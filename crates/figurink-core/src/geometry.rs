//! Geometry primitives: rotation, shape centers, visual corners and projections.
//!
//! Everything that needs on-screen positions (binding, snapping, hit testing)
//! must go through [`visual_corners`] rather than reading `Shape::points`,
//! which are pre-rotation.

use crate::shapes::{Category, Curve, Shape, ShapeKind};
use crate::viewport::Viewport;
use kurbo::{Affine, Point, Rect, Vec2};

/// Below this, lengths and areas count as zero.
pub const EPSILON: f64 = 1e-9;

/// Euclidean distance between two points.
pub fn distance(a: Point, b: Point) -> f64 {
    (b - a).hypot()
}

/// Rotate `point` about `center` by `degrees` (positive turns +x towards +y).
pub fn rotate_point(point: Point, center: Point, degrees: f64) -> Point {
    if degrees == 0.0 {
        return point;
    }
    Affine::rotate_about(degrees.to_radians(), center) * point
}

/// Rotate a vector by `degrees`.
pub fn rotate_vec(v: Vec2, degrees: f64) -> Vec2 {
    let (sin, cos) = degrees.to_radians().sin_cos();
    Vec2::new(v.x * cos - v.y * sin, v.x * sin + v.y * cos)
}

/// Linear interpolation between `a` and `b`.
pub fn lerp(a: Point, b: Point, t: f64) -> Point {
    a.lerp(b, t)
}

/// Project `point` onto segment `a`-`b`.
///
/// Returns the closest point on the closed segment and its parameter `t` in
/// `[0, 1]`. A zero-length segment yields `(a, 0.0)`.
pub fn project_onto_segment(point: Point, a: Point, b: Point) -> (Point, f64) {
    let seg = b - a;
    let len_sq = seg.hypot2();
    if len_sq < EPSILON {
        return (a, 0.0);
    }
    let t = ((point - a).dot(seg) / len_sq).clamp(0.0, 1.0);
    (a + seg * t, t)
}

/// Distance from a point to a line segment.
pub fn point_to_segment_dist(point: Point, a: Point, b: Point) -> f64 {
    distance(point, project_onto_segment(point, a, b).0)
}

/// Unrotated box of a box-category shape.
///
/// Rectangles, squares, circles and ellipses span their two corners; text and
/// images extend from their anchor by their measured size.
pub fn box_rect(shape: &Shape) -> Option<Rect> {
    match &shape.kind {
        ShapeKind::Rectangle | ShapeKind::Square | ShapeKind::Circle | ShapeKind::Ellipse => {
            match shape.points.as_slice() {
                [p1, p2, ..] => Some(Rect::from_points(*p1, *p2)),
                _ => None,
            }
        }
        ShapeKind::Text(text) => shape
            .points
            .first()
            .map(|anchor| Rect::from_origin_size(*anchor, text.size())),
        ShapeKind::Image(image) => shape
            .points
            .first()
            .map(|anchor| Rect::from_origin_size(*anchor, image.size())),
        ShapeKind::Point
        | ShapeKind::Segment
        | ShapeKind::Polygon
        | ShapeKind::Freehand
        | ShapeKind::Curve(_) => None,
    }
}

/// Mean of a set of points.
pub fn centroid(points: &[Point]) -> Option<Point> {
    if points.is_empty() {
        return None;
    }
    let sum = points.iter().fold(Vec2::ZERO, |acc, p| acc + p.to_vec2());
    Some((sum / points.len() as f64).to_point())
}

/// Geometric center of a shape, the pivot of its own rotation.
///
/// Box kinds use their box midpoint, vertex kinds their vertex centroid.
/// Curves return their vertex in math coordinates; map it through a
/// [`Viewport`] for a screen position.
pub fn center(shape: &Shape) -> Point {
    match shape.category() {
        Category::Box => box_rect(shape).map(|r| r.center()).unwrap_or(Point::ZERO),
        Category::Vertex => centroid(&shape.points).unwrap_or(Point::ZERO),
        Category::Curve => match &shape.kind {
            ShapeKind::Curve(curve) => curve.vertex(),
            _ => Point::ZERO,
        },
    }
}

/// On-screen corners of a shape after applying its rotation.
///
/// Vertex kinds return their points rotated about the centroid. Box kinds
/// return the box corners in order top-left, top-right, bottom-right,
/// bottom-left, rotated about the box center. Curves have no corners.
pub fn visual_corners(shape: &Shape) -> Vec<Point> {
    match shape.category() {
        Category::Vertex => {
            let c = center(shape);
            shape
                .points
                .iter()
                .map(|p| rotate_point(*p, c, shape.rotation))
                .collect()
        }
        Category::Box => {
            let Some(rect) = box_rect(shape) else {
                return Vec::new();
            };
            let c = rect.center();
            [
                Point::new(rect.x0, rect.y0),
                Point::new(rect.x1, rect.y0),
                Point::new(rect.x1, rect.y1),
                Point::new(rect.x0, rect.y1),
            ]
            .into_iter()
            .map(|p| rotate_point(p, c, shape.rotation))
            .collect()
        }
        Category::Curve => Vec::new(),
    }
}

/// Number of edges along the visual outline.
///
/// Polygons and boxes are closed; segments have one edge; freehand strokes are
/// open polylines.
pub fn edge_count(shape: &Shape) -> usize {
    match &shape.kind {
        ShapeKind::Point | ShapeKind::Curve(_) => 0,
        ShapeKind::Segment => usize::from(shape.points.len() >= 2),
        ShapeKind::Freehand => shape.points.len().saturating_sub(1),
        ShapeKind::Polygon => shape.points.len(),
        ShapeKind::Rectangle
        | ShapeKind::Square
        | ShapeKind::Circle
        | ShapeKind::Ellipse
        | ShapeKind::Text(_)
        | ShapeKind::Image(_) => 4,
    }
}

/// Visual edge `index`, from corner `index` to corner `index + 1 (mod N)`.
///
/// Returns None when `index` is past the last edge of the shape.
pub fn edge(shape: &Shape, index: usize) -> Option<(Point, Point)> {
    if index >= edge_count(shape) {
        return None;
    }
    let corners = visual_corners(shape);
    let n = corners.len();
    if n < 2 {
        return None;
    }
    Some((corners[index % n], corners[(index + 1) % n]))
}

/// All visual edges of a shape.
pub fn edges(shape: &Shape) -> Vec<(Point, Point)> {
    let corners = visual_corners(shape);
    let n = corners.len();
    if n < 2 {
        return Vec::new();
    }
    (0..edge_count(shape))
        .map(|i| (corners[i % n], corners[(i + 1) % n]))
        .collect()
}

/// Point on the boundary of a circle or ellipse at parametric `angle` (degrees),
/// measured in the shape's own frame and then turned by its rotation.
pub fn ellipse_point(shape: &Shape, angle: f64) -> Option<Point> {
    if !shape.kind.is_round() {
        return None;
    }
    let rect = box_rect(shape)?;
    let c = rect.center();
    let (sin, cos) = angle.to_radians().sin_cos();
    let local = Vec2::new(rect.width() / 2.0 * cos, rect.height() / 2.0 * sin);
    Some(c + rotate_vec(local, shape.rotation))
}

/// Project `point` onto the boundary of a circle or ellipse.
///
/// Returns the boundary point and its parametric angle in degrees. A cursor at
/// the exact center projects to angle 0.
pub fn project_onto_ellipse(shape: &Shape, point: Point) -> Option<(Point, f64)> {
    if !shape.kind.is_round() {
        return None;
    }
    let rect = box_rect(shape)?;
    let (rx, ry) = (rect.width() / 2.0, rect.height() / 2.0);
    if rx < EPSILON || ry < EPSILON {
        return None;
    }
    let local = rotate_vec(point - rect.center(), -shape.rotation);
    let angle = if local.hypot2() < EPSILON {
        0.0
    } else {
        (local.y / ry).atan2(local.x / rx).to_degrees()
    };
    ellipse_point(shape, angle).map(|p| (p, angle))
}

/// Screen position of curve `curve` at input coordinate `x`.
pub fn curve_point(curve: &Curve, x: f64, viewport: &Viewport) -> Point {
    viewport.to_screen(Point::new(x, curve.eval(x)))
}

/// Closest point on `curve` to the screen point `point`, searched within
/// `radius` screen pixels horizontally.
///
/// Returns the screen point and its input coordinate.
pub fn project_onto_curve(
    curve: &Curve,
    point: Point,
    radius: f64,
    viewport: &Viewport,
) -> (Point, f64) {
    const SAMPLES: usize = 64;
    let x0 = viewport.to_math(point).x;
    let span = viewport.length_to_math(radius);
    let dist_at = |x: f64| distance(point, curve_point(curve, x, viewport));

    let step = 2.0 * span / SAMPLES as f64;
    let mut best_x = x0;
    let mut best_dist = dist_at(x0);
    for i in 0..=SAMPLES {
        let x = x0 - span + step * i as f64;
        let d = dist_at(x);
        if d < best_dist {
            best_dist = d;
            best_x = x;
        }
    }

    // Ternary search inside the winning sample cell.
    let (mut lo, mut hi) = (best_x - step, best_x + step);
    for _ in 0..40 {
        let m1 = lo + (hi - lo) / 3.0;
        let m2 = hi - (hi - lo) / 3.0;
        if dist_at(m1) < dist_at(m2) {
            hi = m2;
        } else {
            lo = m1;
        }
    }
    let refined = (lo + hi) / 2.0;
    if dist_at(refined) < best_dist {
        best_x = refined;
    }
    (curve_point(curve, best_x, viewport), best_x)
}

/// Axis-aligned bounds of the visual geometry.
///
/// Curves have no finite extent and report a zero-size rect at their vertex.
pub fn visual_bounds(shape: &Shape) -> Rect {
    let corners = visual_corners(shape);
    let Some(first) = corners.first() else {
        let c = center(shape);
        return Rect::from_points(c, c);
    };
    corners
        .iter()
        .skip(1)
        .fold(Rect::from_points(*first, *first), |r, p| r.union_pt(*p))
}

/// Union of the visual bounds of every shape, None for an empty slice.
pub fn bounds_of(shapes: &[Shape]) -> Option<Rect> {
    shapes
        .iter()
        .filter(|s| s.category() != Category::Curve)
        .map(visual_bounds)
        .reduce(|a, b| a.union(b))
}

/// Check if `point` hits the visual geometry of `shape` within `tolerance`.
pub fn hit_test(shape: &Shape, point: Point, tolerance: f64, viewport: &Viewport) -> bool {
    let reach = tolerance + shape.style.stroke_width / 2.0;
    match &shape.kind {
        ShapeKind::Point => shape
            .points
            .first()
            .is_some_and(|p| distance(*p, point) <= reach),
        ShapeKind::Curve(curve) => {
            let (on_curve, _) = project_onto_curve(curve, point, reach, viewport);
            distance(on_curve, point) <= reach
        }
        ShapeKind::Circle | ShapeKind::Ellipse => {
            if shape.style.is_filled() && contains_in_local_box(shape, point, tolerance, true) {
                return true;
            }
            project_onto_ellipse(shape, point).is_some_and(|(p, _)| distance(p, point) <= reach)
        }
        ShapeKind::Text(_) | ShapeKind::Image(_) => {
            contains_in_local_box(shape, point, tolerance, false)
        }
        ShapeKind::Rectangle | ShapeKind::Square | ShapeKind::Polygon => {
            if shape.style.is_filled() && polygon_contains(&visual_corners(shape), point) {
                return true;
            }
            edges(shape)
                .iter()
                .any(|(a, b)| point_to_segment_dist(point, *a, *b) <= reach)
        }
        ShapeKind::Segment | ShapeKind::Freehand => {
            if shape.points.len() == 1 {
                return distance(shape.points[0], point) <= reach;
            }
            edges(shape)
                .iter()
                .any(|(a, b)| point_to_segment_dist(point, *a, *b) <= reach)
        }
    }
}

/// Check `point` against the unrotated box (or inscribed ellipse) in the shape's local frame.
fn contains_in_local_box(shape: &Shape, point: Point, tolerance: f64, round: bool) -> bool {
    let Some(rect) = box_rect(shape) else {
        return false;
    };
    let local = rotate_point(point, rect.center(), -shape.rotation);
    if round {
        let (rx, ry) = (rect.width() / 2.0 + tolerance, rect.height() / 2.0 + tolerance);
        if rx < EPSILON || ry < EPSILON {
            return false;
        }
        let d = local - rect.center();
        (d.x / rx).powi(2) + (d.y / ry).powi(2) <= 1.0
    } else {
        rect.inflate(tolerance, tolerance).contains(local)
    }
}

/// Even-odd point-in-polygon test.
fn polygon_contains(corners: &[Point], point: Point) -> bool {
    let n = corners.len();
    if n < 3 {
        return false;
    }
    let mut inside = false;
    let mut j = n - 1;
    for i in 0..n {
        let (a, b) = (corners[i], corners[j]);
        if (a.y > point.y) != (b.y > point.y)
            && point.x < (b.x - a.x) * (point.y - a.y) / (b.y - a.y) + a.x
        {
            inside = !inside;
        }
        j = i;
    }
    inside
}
※ ※ ※
* _What you need to do_:
Transcribe each line of the data above, unaltered, from the one where "best_x = refined;" appears to the one where "hits the visual" appears, inclusive of both.

* _Answer box_:
        best_x = refined;
    }
    (curve_point(curve, best_x, viewport), best_x)
}

/// Axis-aligned bounds of the visual geometry.
///
/// Curves have no finite extent and report a zero-size rect at their vertex.
pub fn visual_bounds(shape: &Shape) -> Rect {
    let corners = visual_corners(shape);
    let Some(first) = corners.first() else {
        let c = center(shape);
        return Rect::from_points(c, c);
    };
    corners
        .iter()
        .skip(1)
        .fold(Rect::from_points(*first, *first), |r, p| r.union_pt(*p))
}

/// Union of the visual bounds of every shape, None for an empty slice.
pub fn bounds_of(shapes: &[Shape]) -> Option<Rect> {
    shapes
        .iter()
        .filter(|s| s.category() != Category::Curve)
        .map(visual_bounds)
        .reduce(|a, b| a.union(b))
}

/// Check if `point` hits the visual geometry of `shape` within `tolerance`.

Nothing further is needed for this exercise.